Content starts

//! Remote scraping service configuration

use serde::{Deserialize, Serialize};

/// Placeholder key meaning "no authentication configured"
pub const PLACEHOLDER_API_KEY: &str = "dummy";

/// Configuration for the remote scraping/crawling service
#[derive(Debug, Clone, Serialize, Deserialize)]
pub struct RemoteConfig {
    /// Base URL of the service (e.g. "http://localhost:3002")
    #[serde(default = "default_api_url")]
    pub api_url: String,
    /// Bearer token; the placeholder value "dummy" disables auth
    #[serde(default = "default_api_key")]
    pub api_key: String,
    /// Content formats requested on scrape/crawl
    #[serde(default = "default_formats")]
    pub formats: Vec<String>,
    /// Default page limit passed to crawl requests
    #[serde(default = "default_crawl_limit")]
    pub crawl_limit: u32,
    /// Timeout for status lookups and the root liveness probe
    #[serde(default = "default_probe_timeout")]
    pub probe_timeout_secs: u64,
    /// Timeout for the synthetic scrape in the full health check
    #[serde(default = "default_health_scrape_timeout")]
    pub health_scrape_timeout_secs: u64,
    /// Timeout for a single scrape unit
    #[serde(default = "default_scrape_timeout")]
    pub scrape_timeout_secs: u64,
    /// Timeout for a single crawl unit
    #[serde(default = "default_crawl_timeout")]
    pub crawl_timeout_secs: u64,
}

fn default_api_url() -> String {
    "http://localhost:3002".to_string()
}

fn default_api_key() -> String {
    PLACEHOLDER_API_KEY.to_string()
}

fn default_formats() -> Vec<String> {
    vec!["markdown".to_string(), "html".to_string()]
}

fn default_crawl_limit() -> u32 {
    10
}

fn default_probe_timeout() -> u64 {
    10
}

fn default_health_scrape_timeout() -> u64 {
    30
}

fn default_scrape_timeout() -> u64 {
    60
}

fn default_crawl_timeout() -> u64 {
    300
}

impl Default for RemoteConfig {
    fn default() -> Self {
        Self {
            api_url: default_api_url(),
            api_key: default_api_key(),
            formats: default_formats(),
            crawl_limit: default_crawl_limit(),
            probe_timeout_secs: default_probe_timeout(),
            health_scrape_timeout_secs: default_health_scrape_timeout(),
            scrape_timeout_secs: default_scrape_timeout(),
            crawl_timeout_secs: default_crawl_timeout(),
        }
    }
}

impl RemoteConfig {
    /// True when a real bearer token is configured.
    pub fn has_api_key(&self) -> bool {
        !self.api_key.is_empty() && self.api_key != PLACEHOLDER_API_KEY
    }
}
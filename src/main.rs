//! ScrapeWatch: Monitoring and Control Dashboard for a Scraping Service
//!
//! Serves a REST API over the reconciled view of a scraping service, its
//! Redis work queue, and locally orchestrated jobs.

use std::path::PathBuf;
use std::sync::Arc;

use anyhow::Result;
use clap::{Parser, Subcommand};
use scrapewatch::config::{Config, LogFormat};
use scrapewatch::http::HttpServer;
use scrapewatch::service::Dashboard;
use tokio::sync::broadcast;
use tracing::{info, Level};
use tracing_subscriber::FmtSubscriber;

#[derive(Parser)]
#[command(name = "scrapewatch")]
#[command(about = "Monitoring and control dashboard for a scraping service")]
#[command(version)]
struct Cli {
    /// Configuration file path
    #[arg(short, long, default_value = "scrapewatch.toml")]
    config: PathBuf,

    /// Verbosity level
    #[arg(short, long, action = clap::ArgAction::Count)]
    verbose: u8,

    #[command(subcommand)]
    command: Commands,
}

#[derive(Subcommand)]
enum Commands {
    /// Start the dashboard server
    Serve {
        /// Listen address
        #[arg(short, long)]
        listen: Option<String>,
    },

    /// Write a default configuration file
    Init {
        /// Output directory
        #[arg(default_value = ".")]
        path: PathBuf,
    },
}

#[tokio::main]
async fn main() -> Result<()> {
    let cli = Cli::parse();

    // Load or create config
    let config = if cli.config.exists() {
        Config::load(&cli.config)?
    } else {
        Config::default()
    };

    setup_logging(&config, cli.verbose)?;

    match cli.command {
        Commands::Serve { listen } => serve(config, listen).await,
        Commands::Init { path } => init_config(path),
    }
}

fn setup_logging(config: &Config, verbose: u8) -> Result<()> {
    // CLI verbosity overrides the configured level.
    let level = match verbose {
        0 => match config.logging.level.as_str() {
            "trace" => Level::TRACE,
            "debug" => Level::DEBUG,
            "warn" => Level::WARN,
            "error" => Level::ERROR,
            _ => Level::INFO,
        },
        1 => Level::DEBUG,
        _ => Level::TRACE,
    };

    match config.logging.format {
        LogFormat::Json => {
            let subscriber = FmtSubscriber::builder()
                .with_max_level(level)
                .with_target(false)
                .json()
                .finish();
            tracing::subscriber::set_global_default(subscriber)?;
        }
        LogFormat::Text => {
            let subscriber = FmtSubscriber::builder()
                .with_max_level(level)
                .with_target(false)
                .finish();
            tracing::subscriber::set_global_default(subscriber)?;
        }
    }
    Ok(())
}

async fn serve(mut config: Config, listen: Option<String>) -> Result<()> {
    if let Some(addr) = listen {
        config.http.listen_addr = addr;
    }
    config.validate()?;

    info!("Starting scrapewatch dashboard...");
    info!("Remote service: {}", config.remote.api_url);
    info!("Queue store: {}", config.queue.url);

    let dashboard = Arc::new(Dashboard::new(config.clone())?);
    let server = HttpServer::new(config.http.clone(), dashboard.clone());

    let (shutdown_tx, shutdown_rx) = broadcast::channel(1);
    tokio::spawn(async move {
        if tokio::signal::ctrl_c().await.is_ok() {
            info!("Shutdown signal received");
            let _ = shutdown_tx.send(());
        }
    });

    server.run(shutdown_rx).await?;

    // Stop any in-flight job tasks before exiting.
    dashboard.shutdown().await;

    Ok(())
}

fn init_config(path: PathBuf) -> Result<()> {
    let config_path = path.join("scrapewatch.toml");
    std::fs::write(&config_path, Config::default_toml()?)?;
    println!("Created configuration file: {}", config_path.display());
    Ok(())
}
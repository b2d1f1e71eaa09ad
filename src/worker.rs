//! Background job processing
//!
//! One task per job, strictly sequential over the job's URLs with a fixed
//! inter-unit delay. Cancellation is cooperative: the CANCELLED status is
//! polled at every unit boundary, so the worst case latency is one in-flight
//! remote call. Task handles are retained so shutdown is deterministic.

use std::sync::Arc;
use std::time::Duration;

use chrono::Utc;
use dashmap::DashMap;
use tokio::task::JoinHandle;
use tracing::{debug, info, warn};

use crate::registry::{JobRegistry, TransitionUpdate};
use crate::remote::RemoteClient;
use crate::types::{JobError, JobId, JobStatus, JobType};

/// Owns the join handles of running job tasks.
#[derive(Default)]
pub struct WorkerSupervisor {
    tasks: DashMap<JobId, JoinHandle<()>>,
}

impl WorkerSupervisor {
    pub fn new() -> Self {
        Self::default()
    }

    /// Spawn the processing task for a freshly created job.
    pub fn spawn_job(
        &self,
        registry: Arc<JobRegistry>,
        remote: Arc<RemoteClient>,
        job_id: JobId,
        crawl_limit: u32,
        unit_delay: Duration,
    ) {
        let id = job_id.clone();
        let handle = tokio::spawn(async move {
            if let Err(e) = process_job(&registry, &remote, &id, crawl_limit, unit_delay).await {
                warn!(job_id = %id, error = %e, "job task failed");
                // Force the job terminal; a job already terminal rejects this
                // and that is fine.
                let _ = registry.transition(
                    &id,
                    JobStatus::Failed,
                    TransitionUpdate {
                        completed_at: Some(Utc::now()),
                        push_error: Some(JobError::new(None, e.to_string())),
                        ..Default::default()
                    },
                );
            }
        });
        self.tasks.insert(job_id, handle);
    }

    /// Number of tasks that have not finished yet.
    pub fn active_count(&self) -> usize {
        self.tasks.iter().filter(|t| !t.is_finished()).count()
    }

    /// Drop handles of tasks that already ran to completion.
    pub fn reap_finished(&self) {
        self.tasks.retain(|_, handle| !handle.is_finished());
    }

    /// Abort and await every outstanding task.
    pub async fn shutdown(&self) {
        let ids: Vec<JobId> = self.tasks.iter().map(|e| e.key().clone()).collect();
        for id in ids {
            if let Some((_, handle)) = self.tasks.remove(&id) {
                handle.abort();
                let _ = handle.await;
            }
        }
        info!("worker supervisor shut down");
    }
}

/// Run one job to a terminal state.
///
/// Per-unit failures are recorded and processing continues; only an
/// unexpected error escapes, and the caller forces the job to FAILED.
async fn process_job(
    registry: &JobRegistry,
    remote: &RemoteClient,
    job_id: &str,
    crawl_limit: u32,
    unit_delay: Duration,
) -> anyhow::Result<()> {
    // Pick up the job. A job cancelled while still waiting rejects the
    // transition; there is nothing to do then.
    let job = match registry.transition(
        job_id,
        JobStatus::Running,
        TransitionUpdate { started_at: Some(Utc::now()), ..Default::default() },
    ) {
        Ok(job) => job,
        Err(e) => {
            debug!(job_id, error = %e, "job not picked up");
            return Ok(());
        }
    };

    info!(job_id, urls = job.urls.len(), job_type = job.job_type.as_str(), "job started");

    let mut completed: u64 = 0;
    let mut failed: u64 = 0;

    for url in &job.urls {
        // Re-check after every suspension point: cancellation must be
        // observed at the unit boundary.
        match registry.get(job_id).map(|j| j.status) {
            Some(JobStatus::Running) => {}
            _ => break,
        }

        registry.record_progress(job_id, completed, failed, Some(url.clone()), None)?;

        let outcome = match job.job_type {
            JobType::Crawl => remote.crawl_url(url, crawl_limit).await,
            _ => remote.scrape_url(url).await,
        };

        let error = match outcome {
            Ok(report) => {
                completed += 1;
                debug!(job_id, url, duration = report.duration_seconds, "unit completed");
                None
            }
            Err(e) => {
                failed += 1;
                let verb = if job.job_type == JobType::Crawl { "crawl" } else { "scrape" };
                Some(JobError::new(Some(url.clone()), format!("Failed to {verb} {url}: {e}")))
            }
        };

        registry.record_progress(job_id, completed, failed, None, error)?;

        tokio::time::sleep(unit_delay).await;
    }

    finalize_job(registry, job_id, completed)?;
    Ok(())
}

/// Classify the finished job. Cancellation observed mid-run leaves the
/// record exactly as the cancel path wrote it.
fn finalize_job(registry: &JobRegistry, job_id: &str, completed: u64) -> anyhow::Result<()> {
    let job = registry
        .get(job_id)
        .ok_or_else(|| anyhow::anyhow!("job {job_id} disappeared from registry"))?;

    if job.status != JobStatus::Running {
        info!(job_id, status = %job.status, "job ended without finalization");
        return Ok(());
    }

    let final_status = if job.errors.is_empty() {
        JobStatus::Completed
    } else if completed > 0 {
        JobStatus::CompletedWithErrors
    } else {
        JobStatus::Failed
    };

    registry.transition(
        job_id,
        final_status,
        TransitionUpdate {
            completed_at: Some(Utc::now()),
            current_url: Some(None),
            ..Default::default()
        },
    )?;

    info!(
        job_id,
        status = %final_status,
        completed,
        errors = job.errors.len(),
        "job finished"
    );
    Ok(())
}

#[cfg(test)]
mod tests {
    use super::*;
    use crate::config::RemoteConfig;
    use crate::registry::JobRegistry;
    use crate::types::JobType;

    fn unreachable_remote() -> Arc<RemoteClient> {
        // Discard port; connections are refused immediately.
        let config = RemoteConfig {
            api_url: "http://127.0.0.1:9".to_string(),
            ..Default::default()
        };
        Arc::new(RemoteClient::new(config).unwrap())
    }

    #[tokio::test]
    async fn job_cancelled_before_pickup_stays_cancelled() {
        let registry = Arc::new(JobRegistry::new());
        let remote = unreachable_remote();
        let job = registry.create(JobType::Scrape, vec!["https://a.test".into()]).unwrap();
        registry
            .transition(&job.job_id, JobStatus::Cancelled, TransitionUpdate::default())
            .unwrap();

        process_job(&registry, &remote, &job.job_id, 10, Duration::ZERO).await.unwrap();

        let job = registry.get(&job.job_id).unwrap();
        assert_eq!(job.status, JobStatus::Cancelled);
        assert!(job.started_at.is_none());
        assert_eq!(job.completed_urls, 0);
    }

    #[tokio::test]
    async fn all_units_failing_yields_failed() {
        let registry = Arc::new(JobRegistry::new());
        let remote = unreachable_remote();
        let job = registry
            .create(JobType::Scrape, vec!["https://a.test".into(), "https://b.test".into()])
            .unwrap();

        process_job(&registry, &remote, &job.job_id, 10, Duration::ZERO).await.unwrap();

        let job = registry.get(&job.job_id).unwrap();
        assert_eq!(job.status, JobStatus::Failed);
        assert_eq!(job.completed_urls, 0);
        assert_eq!(job.failed_urls, 2);
        assert_eq!(job.errors.len(), 2);
        assert!(job.started_at.is_some());
        assert!(job.completed_at.is_some());
    }

    #[tokio::test]
    async fn supervisor_shutdown_awaits_tasks() {
        let registry = Arc::new(JobRegistry::new());
        let remote = unreachable_remote();
        let supervisor = WorkerSupervisor::new();

        let job = registry.create(JobType::Scrape, vec!["https://a.test".into()]).unwrap();
        supervisor.spawn_job(
            registry.clone(),
            remote.clone(),
            job.job_id.clone(),
            10,
            Duration::ZERO,
        );

        supervisor.shutdown().await;
        assert_eq!(supervisor.active_count(), 0);
    }

    #[tokio::test]
    async fn reap_finished_drops_completed_handles() {
        let registry = Arc::new(JobRegistry::new());
        let remote = unreachable_remote();
        let supervisor = WorkerSupervisor::new();

        let job = registry.create(JobType::Scrape, vec!["https://a.test".into()]).unwrap();
        supervisor.spawn_job(
            registry.clone(),
            remote.clone(),
            job.job_id.clone(),
            10,
            Duration::ZERO,
        );

        // Wait for the task to run to completion, then reap.
        for _ in 0..100 {
            if supervisor.active_count() == 0 {
                break;
            }
            tokio::time::sleep(Duration::from_millis(20)).await;
        }
        supervisor.reap_finished();
        assert_eq!(supervisor.tasks.len(), 0);
    }
}
impl Dashboard {
    pub fn new(config: Config) -> anyhow::Result<Self> {
        let queue = Arc::new(QueueReader::new(config.queue.clone())?);
        let remote = Arc::new(RemoteClient::new(config.remote.clone())?);
        Ok(Self {
            config,
            registry: Arc::new(JobRegistry::new()),
            queue,
            remote,
            supervisor: WorkerSupervisor::new(),
        })
    }

    // ------------------------------------------------------------------
    // Queries
    // ------------------------------------------------------------------

    /// The reconciled, metrics-annotated job list.
    pub async fn list_jobs(&self) -> JobsResponse {
        let input = self.collect_sources().await;
        let reconciled = reconcile(input, self.config.dashboard.display_limit);

        JobsResponse {
            active_jobs: reconciled.active.into_iter().map(JobView::annotate).collect(),
            recent_jobs: reconciled.terminal.into_iter().map(JobView::annotate).collect(),
            active_total: reconciled.active_total,
            recent_total: reconciled.terminal_total,
            counts: reconciled.counts,
            errors: reconciled.errors,
        }
    }

    /// One job by id: registry first, then the remote API.
    pub async fn get_job(&self, job_id: &str) -> JobDetailResponse {
        if let Some(record) = self.registry.get(job_id) {
            return JobDetailResponse {
                success: true,
                job: Some(JobView::annotate(record)),
                error: None,
            };
        }
        if let Some(record) = self.remote.fetch_status(job_id).await {
            return JobDetailResponse {
                success: true,
                job: Some(JobView::annotate(record)),
                error: None,
            };
        }
        JobDetailResponse {
            success: false,
            job: None,
            error: Some("Job not found".to_string()),
        }
    }

    /// One page of a crawl's scraped output, proxied from the remote
    /// service. The service expires crawl data, so a miss is reported
    /// distinctly from an outage.
    pub async fn get_job_data(&self, job_id: &str, skip: u64, limit: u64) -> JobDataResponse {
        match self.remote.fetch_job_data(job_id, skip, limit).await {
            Ok(Some(page)) => JobDataResponse {
                success: true,
                data: page.data,
                next: page.next,
                has_more: page.has_more,
                error: None,
                not_found: false,
            },
            Ok(None) => JobDataResponse {
                success: false,
                data: Vec::new(),
                next: None,
                has_more: false,
                error: Some("Job data not found or expired".to_string()),
                not_found: true,
            },
            Err(e) => JobDataResponse {
                success: false,
                data: Vec::new(),
                next: None,
                has_more: false,
                error: Some(e.to_string()),
                not_found: false,
            },
        }
    }

    /// Aggregate metrics over registry jobs.
    pub fn get_metrics(&self) -> AggregateMetrics {
        derive_aggregate_metrics(&self.registry.list_all())
    }

    /// Bucketed queue store snapshot.
    pub async fn get_queue_status(&self) -> QueueStatus {
        self.queue.queue_status().await
    }

    /// Remote service liveness probe.
    pub async fn health(&self) -> HealthResult {
        self.remote.probe_health().await
    }

    /// Liveness plus synthetic-scrape capability check.
    pub async fn full_health(&self) -> FullHealthReport {
        self.remote.probe_full_health().await
    }

    // ------------------------------------------------------------------
    // Control plane
    // ------------------------------------------------------------------

    /// Create a job and spawn its background processing task.
    pub fn start_job(&self, job_type: &str, urls: Vec<String>, limit: Option<u32>) -> StartJobResponse {
        let job_type = match job_type {
            "scrape" => JobType::Scrape,
            _ => JobType::Crawl,
        };
        let urls: Vec<String> = urls
            .into_iter()
            .map(|u| u.trim().to_string())
            .filter(|u| !u.is_empty())
            .collect();
        let count = urls.len();

        let job = match self.registry.create(job_type, urls) {
            Ok(job) => job,
            Err(e) => {
                return StartJobResponse {
                    success: false,
                    job_id: None,
                    message: None,
                    error: Some(e.to_string()),
                }
            }
        };

        let limit = limit.unwrap_or(self.config.remote.crawl_limit);
        self.supervisor.reap_finished();
        self.supervisor.spawn_job(
            self.registry.clone(),
            self.remote.clone(),
            job.job_id.clone(),
            limit,
            Duration::from_millis(self.config.dashboard.unit_delay_ms),
        );

        info!(job_id = %job.job_id, job_type = job_type.as_str(), urls = count, "job started");
        StartJobResponse {
            success: true,
            job_id: Some(job.job_id),
            message: Some(format!("Started {} job with {} URLs", job_type.as_str(), count)),
            error: None,
        }
    }

    /// Cancel one job: registry jobs cooperatively, unknown ids through the
    /// remote API's cancellation endpoints.
    pub async fn cancel_job(&self, job_id: &str) -> CancelResponse {
        if self.registry.contains(job_id) {
            return match self.registry.transition(
                job_id,
                JobStatus::Cancelled,
                TransitionUpdate::default(),
            ) {
                Ok(_) => CancelResponse {
                    success: true,
                    message: "Dashboard job cancelled successfully".to_string(),
                },
                Err(RegistryError::InvalidTransition { .. }) => CancelResponse {
                    success: false,
                    message: "Job cannot be cancelled in current state".to_string(),
                },
                Err(e) => CancelResponse { success: false, message: e.to_string() },
            };
        }

        if self.remote.cancel_remote(job_id).await {
            CancelResponse {
                success: true,
                message: "External job cancelled successfully".to_string(),
            }
        } else {
            CancelResponse {
                success: false,
                message: "Job not found or cannot be cancelled".to_string(),
            }
        }
    }

    /// Cancel every active job, reporting per-job outcomes.
    pub async fn cancel_all(&self) -> CancelAllResponse {
        let jobs = self.list_jobs().await;
        let mut cancelled_jobs = Vec::new();
        let mut failed_jobs = Vec::new();
        let mut attempted = 0;

        for view in &jobs.active_jobs {
            // The queue-pressure record is a display artifact, not a job.
            if view.record.job_id == QUEUE_MONITOR_JOB_ID {
                continue;
            }
            attempted += 1;
            let result = self.cancel_job(&view.record.job_id).await;
            if result.success {
                cancelled_jobs.push(view.record.job_id.clone());
            } else {
                failed_jobs.push(CancelFailure {
                    job_id: view.record.job_id.clone(),
                    error: result.message,
                });
            }
        }

        CancelAllResponse {
            success: true,
            message: format!("Cancelled {} jobs", cancelled_jobs.len()),
            cancelled_jobs,
            failed_jobs,
            total_attempted: attempted,
        }
    }

    /// Emergency queue wipe.
    pub async fn clear_queue(&self) -> ClearQueueResponse {
        match self.queue.clear_queues().await {
            Ok(deleted_keys) => ClearQueueResponse {
                success: true,
                message: format!("Cleared {} Redis queue keys", deleted_keys.len()),
                deleted_keys,
                error: None,
            },
            Err(e) => ClearQueueResponse {
                success: false,
                message: "Queue store not available".to_string(),
                deleted_keys: Vec::new(),
                error: Some(e.to_string()),
            },
        }
    }

    /// Await or cancel all outstanding job tasks.
    pub async fn shutdown(&self) {
        self.supervisor.shutdown().await;
    }

    // ------------------------------------------------------------------
    // Collection
    // ------------------------------------------------------------------

    /// Gather the three source collections, isolating failures.
    async fn collect_sources(&self) -> ReconcileInput {
        let mut errors = Vec::new();

        let registry = self.registry.list_all();

        let (queue_status, queue_ids) = self.queue.list_queue_jobs().await;
        if let Some(e) = &queue_status.error {
            errors.push(format!("queue store: {e}"));
        }

        // Enrich a bounded subset of queue-discovered ids via the remote
        // API. Lookup misses are normal (the store outlives remote jobs).
        let known: HashSet<&str> = registry.iter().map(|j| j.job_id.as_str()).collect();
        let mut remote = Vec::new();
        for id in queue_ids
            .iter()
            .filter(|id| !known.contains(id.as_str()))
            .take(self.config.dashboard.remote_lookup_limit)
        {
            match self.remote.fetch_status(id).await {
                Some(mut record) => {
                    if let Some(meta) = self.queue.crawl_meta(id).await {
                        if record.created_at.is_none() {
                            record.created_at = meta
                                .created_at_ms
                                .and_then(|ms| Utc.timestamp_millis_opt(ms).single());
                        }
                        if let Ok(value) = serde_json::to_value(&meta) {
                            record.metadata.insert("queue_meta".to_string(), value);
                        }
                    }
                    remote.push(record);
                }
                None => {
                    warn!(job_id = %id, "queue-tracked job unknown to remote service");
                }
            }
        }

        ReconcileInput {
            registry,
            queue_status,
            queue_ids,
            remote,
            errors,
        }
    }
}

Content ends

● Problem statement
Filter this listing and copy only the lines holding the word "Parser".

● Finished exercise
use clap::{Parser, Subcommand};
#[derive(Parser)]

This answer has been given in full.